[[ RECORDS FOR THIS EXERCISE open ]]

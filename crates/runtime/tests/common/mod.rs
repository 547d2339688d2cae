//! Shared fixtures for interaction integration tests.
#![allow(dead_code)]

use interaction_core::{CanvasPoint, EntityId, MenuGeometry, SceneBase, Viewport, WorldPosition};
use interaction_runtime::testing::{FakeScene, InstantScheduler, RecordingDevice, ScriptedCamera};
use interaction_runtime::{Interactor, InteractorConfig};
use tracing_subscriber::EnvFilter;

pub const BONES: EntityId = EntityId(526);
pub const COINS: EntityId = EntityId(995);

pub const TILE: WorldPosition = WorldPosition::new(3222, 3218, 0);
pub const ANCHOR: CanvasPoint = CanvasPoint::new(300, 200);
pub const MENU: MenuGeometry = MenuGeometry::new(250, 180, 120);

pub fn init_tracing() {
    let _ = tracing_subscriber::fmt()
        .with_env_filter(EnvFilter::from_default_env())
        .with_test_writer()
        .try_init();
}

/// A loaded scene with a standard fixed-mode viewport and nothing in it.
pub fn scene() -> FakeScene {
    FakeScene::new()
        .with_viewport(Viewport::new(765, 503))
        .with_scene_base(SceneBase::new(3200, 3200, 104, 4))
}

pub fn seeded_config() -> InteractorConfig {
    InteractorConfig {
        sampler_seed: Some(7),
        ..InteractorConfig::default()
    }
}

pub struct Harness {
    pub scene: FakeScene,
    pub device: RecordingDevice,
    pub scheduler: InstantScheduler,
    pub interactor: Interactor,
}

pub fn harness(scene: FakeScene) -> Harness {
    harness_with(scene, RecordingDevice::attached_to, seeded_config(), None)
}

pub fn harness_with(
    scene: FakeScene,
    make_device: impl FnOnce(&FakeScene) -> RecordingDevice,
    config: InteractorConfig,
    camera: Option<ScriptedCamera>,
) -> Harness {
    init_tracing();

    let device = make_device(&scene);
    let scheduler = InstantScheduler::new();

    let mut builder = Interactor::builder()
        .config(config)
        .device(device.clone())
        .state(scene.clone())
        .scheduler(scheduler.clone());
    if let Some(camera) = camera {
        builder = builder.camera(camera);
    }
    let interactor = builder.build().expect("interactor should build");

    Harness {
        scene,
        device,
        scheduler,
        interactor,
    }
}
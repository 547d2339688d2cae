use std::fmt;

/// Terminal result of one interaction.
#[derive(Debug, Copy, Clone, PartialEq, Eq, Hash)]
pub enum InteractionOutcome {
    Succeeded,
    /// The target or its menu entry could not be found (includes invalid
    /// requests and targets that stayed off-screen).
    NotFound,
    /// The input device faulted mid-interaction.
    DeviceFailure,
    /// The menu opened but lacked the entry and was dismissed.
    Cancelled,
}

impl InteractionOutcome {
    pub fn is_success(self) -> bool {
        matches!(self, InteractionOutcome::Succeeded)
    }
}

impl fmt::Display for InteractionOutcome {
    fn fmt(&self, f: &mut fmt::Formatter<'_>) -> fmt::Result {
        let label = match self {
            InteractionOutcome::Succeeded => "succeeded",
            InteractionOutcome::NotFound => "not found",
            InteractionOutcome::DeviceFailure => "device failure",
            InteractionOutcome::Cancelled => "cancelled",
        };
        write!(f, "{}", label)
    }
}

[[ RECORDS FOR THIS EXERCISE closed ]]
[[ RECORDS FOR THIS EXERCISE open ]]

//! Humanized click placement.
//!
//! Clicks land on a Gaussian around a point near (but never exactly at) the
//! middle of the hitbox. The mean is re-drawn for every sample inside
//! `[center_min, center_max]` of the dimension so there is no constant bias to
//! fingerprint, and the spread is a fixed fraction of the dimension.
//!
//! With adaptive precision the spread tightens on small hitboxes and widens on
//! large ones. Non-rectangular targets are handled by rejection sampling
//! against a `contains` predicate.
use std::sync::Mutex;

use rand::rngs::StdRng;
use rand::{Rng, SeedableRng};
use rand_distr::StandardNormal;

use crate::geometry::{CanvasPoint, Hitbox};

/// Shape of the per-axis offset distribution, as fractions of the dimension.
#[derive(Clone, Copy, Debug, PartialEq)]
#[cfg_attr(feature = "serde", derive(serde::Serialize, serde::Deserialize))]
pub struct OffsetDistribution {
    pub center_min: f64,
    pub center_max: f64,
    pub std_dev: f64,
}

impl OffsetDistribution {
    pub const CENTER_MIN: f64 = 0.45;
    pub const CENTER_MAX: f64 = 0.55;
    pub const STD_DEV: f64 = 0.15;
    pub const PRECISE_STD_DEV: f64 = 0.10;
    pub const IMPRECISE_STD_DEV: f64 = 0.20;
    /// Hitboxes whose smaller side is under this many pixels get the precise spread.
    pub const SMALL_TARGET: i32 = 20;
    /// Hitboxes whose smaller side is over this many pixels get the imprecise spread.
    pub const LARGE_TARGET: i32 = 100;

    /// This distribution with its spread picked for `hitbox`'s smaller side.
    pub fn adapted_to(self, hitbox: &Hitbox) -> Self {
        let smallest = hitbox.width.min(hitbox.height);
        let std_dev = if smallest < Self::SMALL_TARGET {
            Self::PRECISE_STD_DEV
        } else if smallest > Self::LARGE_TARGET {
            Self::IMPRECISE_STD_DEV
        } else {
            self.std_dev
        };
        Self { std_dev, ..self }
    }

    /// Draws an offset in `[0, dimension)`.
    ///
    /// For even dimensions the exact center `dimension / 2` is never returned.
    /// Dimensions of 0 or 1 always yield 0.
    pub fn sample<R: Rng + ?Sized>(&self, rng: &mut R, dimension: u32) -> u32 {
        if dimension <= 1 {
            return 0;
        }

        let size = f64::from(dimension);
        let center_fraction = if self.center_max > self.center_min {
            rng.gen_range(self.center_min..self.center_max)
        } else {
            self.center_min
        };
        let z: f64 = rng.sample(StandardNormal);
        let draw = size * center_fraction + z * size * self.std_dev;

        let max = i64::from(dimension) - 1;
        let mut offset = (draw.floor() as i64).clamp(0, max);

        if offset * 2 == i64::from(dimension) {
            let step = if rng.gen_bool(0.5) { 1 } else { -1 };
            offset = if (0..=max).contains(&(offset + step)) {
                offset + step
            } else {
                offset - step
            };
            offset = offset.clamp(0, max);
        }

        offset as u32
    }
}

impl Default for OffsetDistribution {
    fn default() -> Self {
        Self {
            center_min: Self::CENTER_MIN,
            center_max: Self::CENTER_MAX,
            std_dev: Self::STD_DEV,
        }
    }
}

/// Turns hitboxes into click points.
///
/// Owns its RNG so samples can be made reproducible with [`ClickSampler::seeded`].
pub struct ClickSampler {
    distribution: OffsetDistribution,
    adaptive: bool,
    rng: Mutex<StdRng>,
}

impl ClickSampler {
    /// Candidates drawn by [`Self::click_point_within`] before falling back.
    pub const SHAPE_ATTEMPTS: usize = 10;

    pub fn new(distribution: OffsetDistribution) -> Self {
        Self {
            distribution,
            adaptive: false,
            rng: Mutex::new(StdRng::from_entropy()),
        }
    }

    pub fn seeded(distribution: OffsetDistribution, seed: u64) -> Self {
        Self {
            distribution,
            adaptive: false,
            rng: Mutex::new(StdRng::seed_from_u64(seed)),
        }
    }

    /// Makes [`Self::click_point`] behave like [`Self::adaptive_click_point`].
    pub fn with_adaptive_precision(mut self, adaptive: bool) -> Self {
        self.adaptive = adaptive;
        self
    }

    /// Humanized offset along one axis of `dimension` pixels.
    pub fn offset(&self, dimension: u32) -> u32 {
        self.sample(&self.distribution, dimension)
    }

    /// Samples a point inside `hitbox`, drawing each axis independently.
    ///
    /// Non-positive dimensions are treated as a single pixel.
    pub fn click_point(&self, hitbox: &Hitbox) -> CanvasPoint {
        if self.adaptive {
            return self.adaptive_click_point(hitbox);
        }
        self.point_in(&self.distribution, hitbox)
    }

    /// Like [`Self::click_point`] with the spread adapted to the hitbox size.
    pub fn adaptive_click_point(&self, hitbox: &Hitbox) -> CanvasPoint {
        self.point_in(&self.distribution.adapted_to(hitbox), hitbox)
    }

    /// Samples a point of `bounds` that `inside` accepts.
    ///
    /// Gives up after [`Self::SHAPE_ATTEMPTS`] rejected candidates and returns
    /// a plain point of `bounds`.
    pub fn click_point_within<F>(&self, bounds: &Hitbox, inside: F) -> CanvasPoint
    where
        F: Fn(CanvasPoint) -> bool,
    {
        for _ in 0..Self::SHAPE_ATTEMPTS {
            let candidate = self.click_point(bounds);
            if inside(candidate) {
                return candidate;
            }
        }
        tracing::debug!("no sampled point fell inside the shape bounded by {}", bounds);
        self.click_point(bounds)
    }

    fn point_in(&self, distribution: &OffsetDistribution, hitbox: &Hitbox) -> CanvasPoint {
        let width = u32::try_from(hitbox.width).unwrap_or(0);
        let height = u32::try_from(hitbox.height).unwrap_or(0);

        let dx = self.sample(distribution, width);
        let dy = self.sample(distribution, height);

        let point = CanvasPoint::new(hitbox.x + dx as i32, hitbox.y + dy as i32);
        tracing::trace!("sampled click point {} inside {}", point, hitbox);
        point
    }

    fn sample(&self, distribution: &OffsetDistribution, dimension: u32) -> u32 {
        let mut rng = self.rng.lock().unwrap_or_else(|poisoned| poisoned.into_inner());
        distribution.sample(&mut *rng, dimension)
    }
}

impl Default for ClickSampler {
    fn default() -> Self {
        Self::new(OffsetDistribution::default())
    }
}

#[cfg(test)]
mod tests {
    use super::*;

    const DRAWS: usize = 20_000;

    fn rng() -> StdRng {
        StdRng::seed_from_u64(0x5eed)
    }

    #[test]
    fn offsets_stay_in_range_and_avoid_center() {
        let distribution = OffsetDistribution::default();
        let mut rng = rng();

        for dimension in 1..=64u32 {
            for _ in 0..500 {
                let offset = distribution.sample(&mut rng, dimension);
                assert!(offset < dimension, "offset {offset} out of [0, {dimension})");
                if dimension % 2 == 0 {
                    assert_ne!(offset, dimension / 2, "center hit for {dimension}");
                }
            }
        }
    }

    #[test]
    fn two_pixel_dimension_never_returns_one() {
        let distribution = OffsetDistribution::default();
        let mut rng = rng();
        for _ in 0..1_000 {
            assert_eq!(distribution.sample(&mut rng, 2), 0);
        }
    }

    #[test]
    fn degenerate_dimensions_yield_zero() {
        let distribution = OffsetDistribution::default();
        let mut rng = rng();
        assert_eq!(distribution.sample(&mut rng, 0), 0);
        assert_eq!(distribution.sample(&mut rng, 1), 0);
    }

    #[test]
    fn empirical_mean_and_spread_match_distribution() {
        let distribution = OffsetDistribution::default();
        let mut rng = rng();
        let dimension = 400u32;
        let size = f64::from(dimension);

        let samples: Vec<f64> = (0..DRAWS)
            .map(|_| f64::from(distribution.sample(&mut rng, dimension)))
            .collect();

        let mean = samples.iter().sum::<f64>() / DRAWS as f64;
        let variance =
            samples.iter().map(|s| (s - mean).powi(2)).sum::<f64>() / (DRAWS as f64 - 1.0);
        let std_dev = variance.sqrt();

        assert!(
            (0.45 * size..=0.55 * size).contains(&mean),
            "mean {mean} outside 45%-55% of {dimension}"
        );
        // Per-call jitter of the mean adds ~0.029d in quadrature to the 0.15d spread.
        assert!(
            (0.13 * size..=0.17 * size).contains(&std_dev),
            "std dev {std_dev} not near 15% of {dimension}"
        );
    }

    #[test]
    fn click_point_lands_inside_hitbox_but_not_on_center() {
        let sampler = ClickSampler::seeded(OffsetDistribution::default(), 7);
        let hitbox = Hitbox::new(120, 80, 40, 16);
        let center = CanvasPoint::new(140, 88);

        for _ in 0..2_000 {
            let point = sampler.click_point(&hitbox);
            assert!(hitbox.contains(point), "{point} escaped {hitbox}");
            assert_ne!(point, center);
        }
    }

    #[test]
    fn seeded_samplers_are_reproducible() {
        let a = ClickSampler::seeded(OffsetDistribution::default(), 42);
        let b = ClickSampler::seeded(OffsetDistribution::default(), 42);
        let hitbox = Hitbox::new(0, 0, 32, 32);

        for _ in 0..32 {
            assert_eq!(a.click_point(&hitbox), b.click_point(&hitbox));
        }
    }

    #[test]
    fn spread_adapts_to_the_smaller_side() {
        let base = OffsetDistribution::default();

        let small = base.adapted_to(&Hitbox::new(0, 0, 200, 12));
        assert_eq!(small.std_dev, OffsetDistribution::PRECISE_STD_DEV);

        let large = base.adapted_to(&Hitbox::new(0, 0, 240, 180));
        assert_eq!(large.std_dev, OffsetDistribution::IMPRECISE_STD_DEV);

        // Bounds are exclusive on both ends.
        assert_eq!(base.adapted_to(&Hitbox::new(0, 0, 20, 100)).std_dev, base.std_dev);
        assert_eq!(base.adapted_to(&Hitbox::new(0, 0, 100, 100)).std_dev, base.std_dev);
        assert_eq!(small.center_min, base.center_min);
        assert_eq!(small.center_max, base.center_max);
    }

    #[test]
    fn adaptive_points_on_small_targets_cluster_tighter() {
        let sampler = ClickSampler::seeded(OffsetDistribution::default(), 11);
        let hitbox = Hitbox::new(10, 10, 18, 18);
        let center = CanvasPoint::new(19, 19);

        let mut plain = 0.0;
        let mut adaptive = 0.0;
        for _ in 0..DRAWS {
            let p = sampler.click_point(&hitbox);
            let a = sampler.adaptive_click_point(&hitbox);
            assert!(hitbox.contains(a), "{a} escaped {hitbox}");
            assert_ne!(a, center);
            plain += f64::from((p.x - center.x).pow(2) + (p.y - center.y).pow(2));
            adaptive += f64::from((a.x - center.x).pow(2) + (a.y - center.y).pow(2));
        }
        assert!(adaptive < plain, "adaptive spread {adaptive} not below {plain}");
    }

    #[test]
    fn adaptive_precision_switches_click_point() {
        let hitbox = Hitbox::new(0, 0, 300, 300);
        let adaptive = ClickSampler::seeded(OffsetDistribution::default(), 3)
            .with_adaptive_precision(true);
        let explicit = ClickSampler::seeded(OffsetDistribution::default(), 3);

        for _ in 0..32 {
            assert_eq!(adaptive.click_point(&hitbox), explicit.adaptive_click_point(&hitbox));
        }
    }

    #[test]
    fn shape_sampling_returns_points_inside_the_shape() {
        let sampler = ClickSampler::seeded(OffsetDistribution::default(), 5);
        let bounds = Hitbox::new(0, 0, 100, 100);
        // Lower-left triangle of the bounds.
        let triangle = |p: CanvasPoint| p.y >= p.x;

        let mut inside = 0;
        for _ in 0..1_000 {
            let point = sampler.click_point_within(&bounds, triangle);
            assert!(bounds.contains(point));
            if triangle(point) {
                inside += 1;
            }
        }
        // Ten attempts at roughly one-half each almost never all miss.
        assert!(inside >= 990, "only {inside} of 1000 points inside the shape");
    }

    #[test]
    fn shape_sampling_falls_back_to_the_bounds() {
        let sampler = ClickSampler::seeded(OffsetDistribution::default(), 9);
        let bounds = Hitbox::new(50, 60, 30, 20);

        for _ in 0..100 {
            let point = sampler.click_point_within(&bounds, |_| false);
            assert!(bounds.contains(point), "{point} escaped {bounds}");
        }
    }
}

[[ RECORDS FOR THIS EXERCISE closed ]]

- **EXERCISE GOAL**:
Whenever the string "Succeeded" occurs in a line of the entries above, copy that line.

- **ANSWER BELOW**:
    Succeeded,
        matches!(self, InteractionOutcome::Succeeded)
            InteractionOutcome::Succeeded => "succeeded",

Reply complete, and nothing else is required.